The Desná Dam (locally known as the Burst Dam) was a dam constructed on the Bílá Desná river in the Jizera Mountains, which are in the Liberec Region of the Czech Republic. It is known for bursting on September 18, 1916, ten months after it was built, which caused the river to flood the nearby town of Desná, killing 67 people and causing hundreds of others to lose their homes.

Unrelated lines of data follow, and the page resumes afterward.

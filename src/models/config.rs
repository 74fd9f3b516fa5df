use std::env;

pub const MIN_SEATS: usize = 5;
pub const MAX_SEATS: usize = 20;

/// 調整可能なルール値。公式ルールの既定値を持ち、環境変数で上書きできる
#[derive(Debug, Clone)]
pub struct RuleConfig {
    // 猩紅の女がデーモンを継承できる最低生存人数。
    // 公式ルールでは「5人以上生存」だが脚本により調整の余地がある
    pub scarlet_woman_min_alive: usize,
    // 生存者がこの人数以下になると邪悪陣営の勝利
    pub evil_win_alive_threshold: usize,
}

impl Default for RuleConfig {
    fn default() -> Self {
        Self {
            scarlet_woman_min_alive: 5,
            evil_win_alive_threshold: 2,
        }
    }
}

impl RuleConfig {
    pub fn from_env() -> Self {
        let defaults = Self::default();
        Self {
            scarlet_woman_min_alive: env::var("RULE_SCARLET_WOMAN_MIN_ALIVE")
                .ok()
                .and_then(|v| v.parse::<usize>().ok())
                .unwrap_or(defaults.scarlet_woman_min_alive),
            evil_win_alive_threshold: env::var("RULE_EVIL_WIN_ALIVE_THRESHOLD")
                .ok()
                .and_then(|v| v.parse::<usize>().ok())
                .unwrap_or(defaults.evil_win_alive_threshold),
        }
    }
}
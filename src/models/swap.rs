use chrono::{DateTime, Utc};
use serde::{Deserialize, Serialize};

/// 座席交換のリクエスト。受諾か拒否で消える
#[derive(Debug, Clone, PartialEq, Serialize, Deserialize)]
pub struct SwapRequest {
    pub id: String,
    pub from_user_id: String,
    pub from_name: String,
    pub from_seat_id: usize,
    pub to_user_id: String,
    pub to_seat_id: usize,
    pub timestamp: DateTime<Utc>,
}

impl SwapRequest {
    pub fn new(
        from_user_id: impl Into<String>,
        from_name: impl Into<String>,
        from_seat_id: usize,
        to_user_id: impl Into<String>,
        to_seat_id: usize,
    ) -> Self {
        SwapRequest {
            id: uuid::Uuid::new_v4().to_string(),
            from_user_id: from_user_id.into(),
            from_name: from_name.into(),
            from_seat_id,
            to_user_id: to_user_id.into(),
            to_seat_id,
            timestamp: Utc::now(),
        }
    }
}
use crate::engine::{view, Actor, Command};
use crate::models::game::{ChainReactionEvent, GameState};
use crate::state::AppState;

/// すべてのゲーム操作の入口。エンジンにコマンドを適用し、変更を部屋へ通知する
pub async fn apply_command(
    state: AppState,
    room_id: &str,
    actor: &Actor,
    command: Command,
) -> Result<Vec<ChainReactionEvent>, String> {
    let events = {
        let mut games = state.games.lock().await;
        let Some(game) = games.get_mut(room_id) else {
            return Err("Game not found".to_string());
        };
        state
            .engine
            .apply(game, actor, command)
            .map_err(|e| e.to_string())?
    };

    state.broadcast_state_changed(room_id).await;
    state.broadcast_chain_events(room_id, &events).await;
    Ok(events)
}

pub async fn get_game_state(
    state: &AppState,
    room_id: &str,
    viewer: &Actor,
) -> Result<GameState, String> {
    let games = state.games.lock().await;
    if let Some(game) = games.get(room_id) {
        Ok(view::filter_state_for_viewer(game, viewer))
    } else {
        Err("Game not found".to_string())
    }
}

The dam was constructed over a five-year period and was given final approval on November 18, 1915. On September 18 the next year, at around 3:30pm, log workers noticed the first evidence of water leaking through the dam. The dam keeper ordered the reservoir to be drained, but the flow rate continued to increase. At 4:00pm, inhabitants of Desná were warned, and at 4:15pm, the dam burst with 250,000 cubic meters of water inside, which swept through the town. The number of fatalities was originally considered to be 62, though in 2016, researcher Dana Nývltová found that court documents from the time showed 65 victims, and that 2 additional victims died later in hospital.

==Aftermath==

Ing. Karel Podhajský, the senior state supervisor of the dam's construction, committed suicide upon hearing of the dam bursting. In 1925, three other men who had led the dam's construction (Wilhelm Riedel, Ing. August Klamt and Ing. Emil Gebauer) were sentenced to prison, though they were later pardoned in 1929 by President Tomáš Masaryk. A court in 1932 acquitted those who had worked on the dam of all charges, and stated that the cause of the collapse was a geological instability that was too deep to detect during construction. A 1996 study by SG Geotechnika a.s. found that the absence of a sufficient geotechnical survey resulted in errors in the project, specifically not taking into account the great strength of the compressible layers below the dam body and their unacceptable permeability, and the excessively large hydraulic gradient of the water.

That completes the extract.